A Shayne Yid, who knows from his experience in Nazi Germany what it feels like to be declared a non-person. So he sees these hospitalised people and they're regarded as non-persons and says, ‘No! These are human beings.’ “Uvacharta baChaim.”

And at every step of the way he is opposed because the nurses see he's giving the patients pain and they think he's a sadist. The doctors think he is raising hopes in people whose lives are really hopeless. 

And the BBC called the film that it made about his work “The Best of Men,” because his fellow doctors summon him to a tribunal and say, ‘What are you doing? What are you raising their hopes? They are cripples, they are hopeless, helpless cripples, what do you think they are?’ 

And Guttman looks at the other doctors and says, ‘Who do I think they are? The best of men.’

It is the most hopeful film I ever saw, all the more hopeful I mean just narrowly beating “The Shawshank Redemption.” But it's all the better because it wasn't written by Stephen King and it was really true.

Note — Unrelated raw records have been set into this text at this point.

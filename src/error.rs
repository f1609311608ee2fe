//! Error taxonomy for ingestion, storage and reconstruction.
//!
//! Ingestion-path errors are handled where they occur and drive state
//! transitions (resubscribe, mark stale). Only `ConnectionError::Auth`
//! escapes the ingestion path and halts the recorder.

use thiserror::Error;

use crate::models::TimestampMs;

/// Failures of the streaming connection.
#[derive(Debug, Error)]
pub enum ConnectionError {
    /// Credentials were rejected. Fatal: retrying with the same key is pointless.
    #[error("authentication rejected (status {status}): {reason}")]
    Auth { status: u16, reason: String },

    /// Transport-level failure; retried with backoff.
    #[error("network error: {0}")]
    Network(String),

    /// The peer violated the protocol (bad handshake, undecodable frame).
    #[error("protocol error: {0}")]
    Protocol(String),

    /// The connection went quiet or was closed by the peer.
    #[error("connection closed: {0}")]
    Closed(String),
}

impl ConnectionError {
    pub fn is_fatal(&self) -> bool {
        matches!(self, ConnectionError::Auth { .. })
    }
}

/// A single inbound frame could not be interpreted. Scoped to that frame.
#[derive(Debug, Error)]
pub enum FrameError {
    #[error("malformed json: {0}")]
    Json(#[from] serde_json::Error),

    #[error("price {price} outside 1..=99 for {ticker}")]
    PriceOutOfRange { ticker: String, price: i64 },

    #[error("negative quantity {quantity} at price {price} for {ticker}")]
    NegativeQuantity {
        ticker: String,
        price: i64,
        quantity: i64,
    },

    #[error("sequence {seq} for {ticker} has no successor")]
    SequenceOverflow { ticker: String, seq: u64 },
}

/// Durable storage failures.
#[derive(Debug, Error)]
pub enum StorageError {
    #[error("sqlite: {0}")]
    Sqlite(#[from] rusqlite::Error),

    #[error("io: {0}")]
    Io(#[from] std::io::Error),

    #[error("encode levels: {0}")]
    Encode(#[from] serde_json::Error),

    #[error("decode {column}: {value}")]
    Decode { column: &'static str, value: String },
}

/// Reconstruction query failures, returned to the caller as-is.
#[derive(Debug, Error)]
pub enum ReconstructError {
    #[error("no snapshot for {ticker} at or before {target_ts}")]
    NoData {
        ticker: String,
        target_ts: TimestampMs,
    },

    #[error("reconstruction of {ticker} exceeded {timeout_ms}ms")]
    Timeout { ticker: String, timeout_ms: u64 },

    #[error(transparent)]
    Storage(#[from] StorageError),

    #[error("reconstruction task failed: {0}")]
    Join(String),
}

/// Invalid or incomplete configuration.
#[derive(Debug, Error)]
pub enum ConfigError {
    #[error("failed to read {path}: {source}")]
    Read {
        path: String,
        #[source]
        source: std::io::Error,
    },

    #[error("failed to parse {path}: {source}")]
    Parse {
        path: String,
        #[source]
        source: toml::de::Error,
    },

    #[error("invalid value for {key}: {value}")]
    Env { key: &'static str, value: String },

    #[error("invalid config: {0}")]
    Invalid(String),
}

#[cfg(test)]
mod tests {
    use super::*;

    #[test]
    fn test_only_auth_is_fatal() {
        let auth = ConnectionError::Auth {
            status: 401,
            reason: "bad signature".into(),
        };
        assert!(auth.is_fatal());
        assert!(!ConnectionError::Network("reset".into()).is_fatal());
        assert!(!ConnectionError::Closed("heartbeat timeout".into()).is_fatal());
    }

    #[test]
    fn test_no_data_message() {
        let err = ReconstructError::NoData {
            ticker: "MKT".into(),
            target_ts: 42,
        };
        assert_eq!(err.to_string(), "no snapshot for MKT at or before 42");
    }
}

And I suddenly realised how the BBC portrays this guy, you know as an ehrliche Yid. He comes home, says Shabbat Shalom to his wife and his kids, and I think to myself, that's it!

Hashem gave us a tough history. It isn't easy to be a Jew. History hasn't been a whole series of happy-ever-after fairy tales. But through that shaping experience of so much suffering and nonetheless saying “Uvacharta baChaim” and the high demands Hashem makes of us, He has given us certain values that we live, we exemplify. They are carved, ingrained, they are hardwired into our Jewish DNA.

And the world needs those values and it is by being what we uniquely are that we can give humanity what only we can give.

And therefore, don't tell me that universalism and particularism are conflicting values in Judaism. They are not. They're two sides of the same coin. We have to be universalist by being particularists.

Don't get up and say, ‘I'm just a human being,’ or get up and say, ‘I'm a Jew.’ Don't get up and say, ‘I'm a Jew,’ get up and live ‘I am a Jew.’

And after 21 years as Chief Rabbi, having spent a lot of time with non-Jews, other religious leaders, politicians, prime ministers, royal family, I have come to two conclusions, which I have found to be true of 99.5% of my experience and here they are:

Non-Jews respect Jews who respect Judaism. 

And non-Jews are embarrassed by Jews who are embarrassed by Judaism.

And therefore I say to you, walk tall as Jews. Never try and hide that fact. Never be afraid to be what you are, and never think yourself better than others, but never cease to realise that we have a special mission.

God did not call on us to be Jews for the sake of Jews alone, but for the sake of the world. And let us go out there proud that we are Jews, and so conduct our lives that we will bring pride to the Jewish people and nachat ruach to God.